Trailshag winkte ab. "War die Semmel schon ein einziges Mal in der Bibliothek?"
"Noch nie", sagte Kuhn.
Trailshag schlug sich auf die Schenkel. "Vor Büchern graust es ihm noch mehr als vor dem Theater."
Hesse wehrte sich gegen die aufkeimende Sympathie für den Corporal. Doch er ließ sich hinreißen zu sagen: "Sie haben eine hohe Meinung von Captain Shelter."
Der Corporal sah ihn aufmerksam an. "Kennen Sie die Geschichte vom King Midas? So einer ist die Semmel. Ob Potato-Chips, Rasierklingen, Autos oder Feuerzeuge, alles muss in ihren Händen zu Gold werden. Da dies mit der Kunst etwas umständlicher ist, gibt es für diese Sorte nur eins, entweder auch zu Gold oder totmachen."
Hesse seufzte übertrieben. "Jetzt weiß ich noch genauer, weshalb ich für Shelter ungeeignet war."
Todernst widersprach Trailshag. "Nicht wegen Ihrer Kunstbegeisterung - sondern weil Sie es ihm offen gesagt haben."
In edler Selbsterkenntnis entgegnete Hesse: "So mutig bin ich gar nicht. Ich habe nur nicht immer "yes, Sir" genickt."
Trailshag lachte jungenhaft. "Ein Hasenherz freut sich, wenn es ein anderes findet. Sage ich ihm etwa meine Meinung ins Gesicht? Das hatte ich mir schon am Broadway abgewöhnt." Plötzlich schwand das Lachen aus seiner unbekümmerten Miene. "Ich hätte ihm längst mal eingeheizt, um versetzt zu werden. Aber hier sind zu feine Boys an der Arbeit. Dieser Ede Nemlich mit seinem Team ... Wenn alle so wären ... "

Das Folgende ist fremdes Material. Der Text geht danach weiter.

//! Curated directory of temple channels.

use serde::Serialize;

/// A curated temple channel: a channel id on the video platform plus display
/// metadata.
///
/// Entries are editorial constants, not fetched data; the directory drives
/// channel-scoped browsing in the UI.
#[derive(Debug, Clone, Copy, PartialEq, Eq, Serialize)]
pub struct TempleChannel {
    /// The video platform's channel id.
    pub id: &'static str,
    /// Display name of the temple or trust running the channel.
    pub name: &'static str,
    /// Where the temple is located.
    pub location: &'static str,
}

/// Number of leading entries for temples in India; the remainder stream from
/// temples abroad. Segmentation is positional, so new domestic entries go
/// before this index and international ones after.
const DOMESTIC_LEN: usize = 25;

const TEMPLE_CHANNELS: &[TempleChannel] = &[
    TempleChannel {
        id: "UC5N3z_CvEtLARUJg7rZnHgA",
        name: "Shri Siddhivinayak Temple",
        location: "Mumbai",
    },
    TempleChannel {
        id: "UCi1v-92aO0s-kYV8uEJ2TFQ",
        name: "Varanasi Live Ganga Aarti",
        location: "Varanasi",
    },
    TempleChannel {
        id: "UCOXLZKOzZI-JrMBE4AmKGWQ",
        name: "Tirumala Tirupati Devasthanams",
        location: "Tirupati",
    },
    TempleChannel {
        id: "UCv5C1-FgrEUXLmVrTl0qvFg",
        name: "Shree Somnath Trust",
        location: "Gujarat",
    },
    TempleChannel {
        id: "UCPasF3QY3ut64Nrn8aA_alA",
        name: "Sri Venkateswara Swamy Devasthanam",
        location: "Tirumala",
    },
    TempleChannel {
        id: "UCIC9hR1jHiwBKOI3qH1KBSQ",
        name: "Kashi Vishwanath Temple",
        location: "Varanasi",
    },
    TempleChannel {
        id: "UCZmEb1AXXTbJn7MJnM3E3xA",
        name: "ISKCON Mayapur",
        location: "West Bengal",
    },
    TempleChannel {
        id: "UC4vg1b1gUMux_sBtP3pZF-Q",
        name: "Jagannath Temple Puri",
        location: "Odisha",
    },
    TempleChannel {
        id: "UCzR0jl-YhTXcEcE2ATKcFOA",
        name: "Shree Padmanabhaswamy Temple",
        location: "Kerala",
    },
    TempleChannel {
        id: "UCYQ9IBKYZNYQIYUQzuu7WNw",
        name: "Kedarnath Temple Live",
        location: "Uttarakhand",
    },
    TempleChannel {
        id: "UCRYPuUOChmxBpAfL8OXpFLw",
        name: "Badrinath Temple",
        location: "Uttarakhand",
    },
    TempleChannel {
        id: "UCHFUmSDvUN8-osNlJD4uuQA",
        name: "Meenakshi Temple",
        location: "Madurai",
    },
    TempleChannel {
        id: "UCWc6HCVs1mXwCvcnO2cKkCQ",
        name: "Akshardham Temple",
        location: "Delhi",
    },
    TempleChannel {
        id: "UCXiwuYI3LxESWFvqLJQR5_g",
        name: "ISKCON Bangalore",
        location: "Karnataka",
    },
    TempleChannel {
        id: "UCPGDHhn2yx4_YHqzBkbg2lA",
        name: "Sai Baba Shirdi Sansthan",
        location: "Maharashtra",
    },
    TempleChannel {
        id: "UCbMQg5MDZOi8-XiRUrzTsOw",
        name: "Shree Kashi Vishwanath",
        location: "Varanasi",
    },
    TempleChannel {
        id: "UC85YS9iYPxfmHm0XcR_6nTg",
        name: "Mahakaleshwar Temple",
        location: "Ujjain",
    },
    TempleChannel {
        id: "UCUBnEusmPbm3nRSBWeQnwkw",
        name: "Kamakhya Temple",
        location: "Assam",
    },
    TempleChannel {
        id: "UCm-lNeBFXb3zKWfYYcG15bQ",
        name: "Rameshwaram Temple",
        location: "Tamil Nadu",
    },
    TempleChannel {
        id: "UC9fLpUuT7i4s_TjFpWTuqJA",
        name: "Kanchipuram Temples",
        location: "Tamil Nadu",
    },
    TempleChannel {
        id: "UC6BX-hKE1jKm-VyfAScVPLA",
        name: "Sri Krishna Matha",
        location: "Udupi",
    },
    TempleChannel {
        id: "UCb0q4LkzXPR3q4Rk9RQ-GxA",
        name: "Brahma Temple",
        location: "Pushkar",
    },
    TempleChannel {
        id: "UCD54BjM9HUweGSbVvq7kXAA",
        name: "Brihadeeswarar Temple",
        location: "Thanjavur",
    },
    TempleChannel {
        id: "UCmEYysYxHLPz1Y8XDsLcL-g",
        name: "Dakshineshwar Kali Temple",
        location: "Kolkata",
    },
    TempleChannel {
        id: "UCnkxPx6awLgVhMKrAG9eobA",
        name: "Ramanathaswamy Temple",
        location: "Rameshwaram",
    },
    TempleChannel {
        id: "UCPWBhJNHf7LZjUzCKkmSX5w",
        name: "BAPS Swaminarayan Mandir",
        location: "London, UK",
    },
    TempleChannel {
        id: "UCQCvVpj5kSHDlIzHGO8shKQ",
        name: "Sri Venkateswara Temple",
        location: "Pittsburgh, USA",
    },
    TempleChannel {
        id: "UCCPtdKGdMNzkiG94H_CfttA",
        name: "Sri Siva Vishnu Temple",
        location: "Maryland, USA",
    },
    TempleChannel {
        id: "UC_mcZFtG5OkEqR0ViJZx5uw",
        name: "Shri Lakshmi Narayan Mandir",
        location: "Toronto, Canada",
    },
    TempleChannel {
        id: "UCF_n0CZiICgGCDQKs84BnXQ",
        name: "Murugan Temple",
        location: "Sydney, Australia",
    },
    TempleChannel {
        id: "UCZKGgbCp1Mya47XZrk21mXQ",
        name: "ISKCON Melbourne",
        location: "Australia",
    },
];

/// The full curated directory, in editorial order: the domestic block first,
/// then the international block.
pub fn temple_channels() -> &'static [TempleChannel] {
    TEMPLE_CHANNELS
}

/// The temples located in India.
pub fn domestic() -> &'static [TempleChannel] {
    &TEMPLE_CHANNELS[..DOMESTIC_LEN]
}

/// The temples located outside India.
pub fn international() -> &'static [TempleChannel] {
    &TEMPLE_CHANNELS[DOMESTIC_LEN..]
}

"Ich hoffe, Sie sind mit Bibliothekar und Bibliothek auch nicht unzufrieden", scherzte Hesse.
Trailshag nickte bestätigend. "Aber so andere ... Nominieren den Klee zum Lagersprecher. Brrr. Die Deutschen sind unbelehrbar."

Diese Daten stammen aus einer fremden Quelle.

#[derive(Debug, Args)]
struct RuleAddArgs {
    #[arg(long, value_enum)]
    scope: ScopeArg,
    #[arg(long)]
    repository_id: Option<String>,
    #[arg(long, value_enum)]
    predicate: PredicateArg,
    #[arg(long)]
    days: Option<u32>,
    #[arg(long)]
    keep: Option<u32>,
    #[arg(long, value_enum)]
    status: Option<StatusArg>,
    #[arg(long, value_enum)]
    action: ActionArg,
    #[arg(long, default_value = "on-demand")]
    schedule: String,
    #[arg(long, default_value_t = false)]
    disabled: bool,
}

#[derive(Debug, Args)]
struct RuleEvaluateArgs {
    #[arg(long)]
    id: String,
    #[arg(long)]
    now: Option<String>,
}

#[derive(Debug, Subcommand)]
enum TemplateCommand {
    Add(TemplateAddArgs),
    List(TemplateListArgs),
    Preview(TemplatePreviewArgs),
}

#[derive(Debug, Args)]
struct TemplateAddArgs {
    #[arg(long)]
    owner: String,
    #[arg(long)]
    name: String,
    /// Path to a JSON file holding the template schema.
    #[arg(long)]
    schema_file: PathBuf,
    #[arg(long, value_enum, default_value_t = FormatArg::Json)]
    format: FormatArg,
}

#[derive(Debug, Args)]
struct TemplateListArgs {
    #[arg(long)]
    requester: String,
}

#[derive(Debug, Args)]
struct TemplatePreviewArgs {
    #[arg(long)]
    id: String,
    #[arg(long)]
    requester: String,
    #[arg(long, default_value_t = 5)]
    count: u64,
    #[arg(long, default_value_t = 0)]
    seed: u64,
}

#[derive(Debug, Args)]
struct GenerateArgs {
    #[arg(long)]
    template_id: String,
    #[arg(long)]
    repository_id: String,
    #[arg(long)]
    requester: String,
    #[arg(long)]
    count: u64,
    #[arg(long, default_value_t = 0)]
    seed: u64,
}

#[derive(Debug, Clone, Copy, ValueEnum)]
enum StatusArg {
    Active,
    Archived,
    Deleted,
}

impl StatusArg {
    fn into_status(self) -> RepositoryStatus {
        match self {
            Self::Active => RepositoryStatus::Active,
            Self::Archived => RepositoryStatus::Archived,
            Self::Deleted => RepositoryStatus::Deleted,
        }
    }
}

#[derive(Debug, Clone, Copy, ValueEnum)]
enum ScopeArg {
    Global,
    Repository,
}

#[derive(Debug, Clone, Copy, ValueEnum)]
enum PredicateArg {
    MaxAge,
    MaxCount,
    StatusIs,
}

#[derive(Debug, Clone, Copy, ValueEnum)]
enum ActionArg {
    DeleteSnapshot,
    ArchiveRepository,
    PurgeRepository,
}

impl ActionArg {
    fn into_action(self) -> RuleAction {
        match self {
            Self::DeleteSnapshot => RuleAction::DeleteSnapshot,
            Self::ArchiveRepository => RuleAction::ArchiveRepository,
            Self::PurgeRepository => RuleAction::PurgeRepository,
        }
    }
}

#[derive(Debug, Clone, Copy, ValueEnum)]
enum FormatArg {
    Json,
    Csv,
}

impl FormatArg {
    fn into_format(self) -> OutputFormat {
        match self {
            Self::Json => OutputFormat::Json,
            Self::Csv => OutputFormat::Csv,
        }
    }
}

fn with_contract_version(value: Value) -> Value {
    match value {
        Value::Object(mut object) => {
            object.insert(
                "contract_version".to_string(),
                Value::String(CLI_CONTRACT_VERSION.to_string()),
            );
            Value::Object(object)
        }
        other => serde_json::json!({
            "contract_version": CLI_CONTRACT_VERSION,
            "payload": other
        }),
    }
}

fn emit_json(value: Value) -> Result<()> {
    println!("{}", serde_json::to_string_pretty(&with_contract_version(value))?);
    Ok(())
}

fn main() -> Result<()> {
    let cli = Cli::parse();
    let api = TestDataApi::new(cli.db, cli.payloads);
    match cli.command {
        Command::Db { command } => run_db(*command, &api),
        Command::Repo { command } => run_repo(*command, &api),
        Command::Record { command } => run_record(*command, &api),
        Command::Snapshot { command } => run_snapshot(*command, &api),
        Command::Rule { command } => run_rule(*command, &api),
        Command::Template { command } => run_template(*command, &api),
        Command::Generate(args) => run_generate(&args, &api),
    }
}

fn run_db(command: DbCommand, api: &TestDataApi) -> Result<()> {
    match command {
        DbCommand::SchemaVersion => {
            let status = api.schema_status()?;
            emit_json(serde_json::json!({
                "current_version": status.current_version,
                "target_version": status.target_version,
                "pending_versions": status.pending_versions,
                "up_to_date": status.pending_versions.is_empty()
            }))
        }
        DbCommand::Migrate(args) => {
            let result = api.migrate(args.dry_run)?;
            emit_json(serde_json::to_value(&result).context("failed to serialize migrate result")?)
        }
    }
}

fn run_repo(command: RepoCommand, api: &TestDataApi) -> Result<()> {
    match command {
        RepoCommand::Create(args) => {
            let repository = api.create_repository(CreateRepositoryRequest {
                owner_id: args.owner,
                name: args.name,
                description: args.description,
                source_uri: args.source_uri,
                created_at: None,
            })?;
            emit_json(
                serde_json::to_value(&repository).context("failed to serialize repository")?,
            )
        }
        RepoCommand::Show(args) => {
            let repository =
                api.get_repository(parse_repository_id(&args.id)?, &args.requester)?;
            emit_json(
                serde_json::to_value(&repository).context("failed to serialize repository")?,
            )
        }
        RepoCommand::List(args) => {
            let repositories = api
                .list_repositories(&args.requester, args.status.map(StatusArg::into_status))?;
            emit_json(serde_json::json!({ "repositories": repositories }))
        }
        RepoCommand::Archive(args) => {
            let repository = api.update_status(
                parse_repository_id(&args.id)?,
                &args.requester,
                RepositoryStatus::Archived,
            )?;
            emit_json(
                serde_json::to_value(&repository).context("failed to serialize repository")?,
            )
        }
        RepoCommand::Delete(args) => {
            let repository =
                api.delete_repository(parse_repository_id(&args.id)?, &args.requester)?;
            emit_json(
                serde_json::to_value(&repository).context("failed to serialize repository")?,
            )
        }
    }
}

fn run_record(command: RecordCommand, api: &TestDataApi) -> Result<()> {
    match command {
        RecordCommand::Add(args) => {
            let payload: Value = serde_json::from_str(&args.payload)
                .context("record payload is not valid JSON")?;
            let record = api.add_record(AddRecordRequest {
                repository_id: parse_repository_id(&args.repository_id)?,
                requester: args.requester,
                record_key: args.key,
                payload,
                created_at: None,
            })?;
            emit_json(serde_json::to_value(&record).context("failed to serialize record")?)
        }
        RecordCommand::List(args) => {
            let records =
                api.list_records(parse_repository_id(&args.repository_id)?, &args.requester)?;
            emit_json(serde_json::json!({ "records": records }))
        }
    }
}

"Bauer würde sagen, das ist weniger eine Nationalitäten-·als eine Klassenfrage", warf Hesse ein.
Nachdenklich wiegte der Corporal den Kopf. "Sehr bestechend, ein bisschen was habe ich auch von Marx gelesen. Um Gods sake, kolportieren Sie es nicht. Dann bin ich hierzulande ein Kommunist, dabei bin ich wirklich keiner. Das steht nicht in Amerika. Der Wohlstand ist zu groß. Gegen den Kommunismus wurde das Land kolonisiert. Die Indianer lebten noch in brüderlicher Urgemeinschaft. Ihre Anspruchslosigkeit und Primitivität waren wenig attraktiv."
"So an den Kommunismus heranzugehen finde ich ebenfalls primitiv", sagte Kuhn.
Unwillkürlich dämpfte Trailshag die Stimme. "Eines ist nicht abzustreiten, nur in den weniger zivilisierten Ländern ist der Kommunismus an die Macht gekommen. Russland ist das beste Beispiel. Das nächste Große wird China sein. Wo die Leute hungern, ist was zu machen. Doch wo die Arbeiter gebrauchte Autos fahren, wollen sie sich fabrikneue kaufen können, aber nicht die alten Chaisen auch noch verlieren."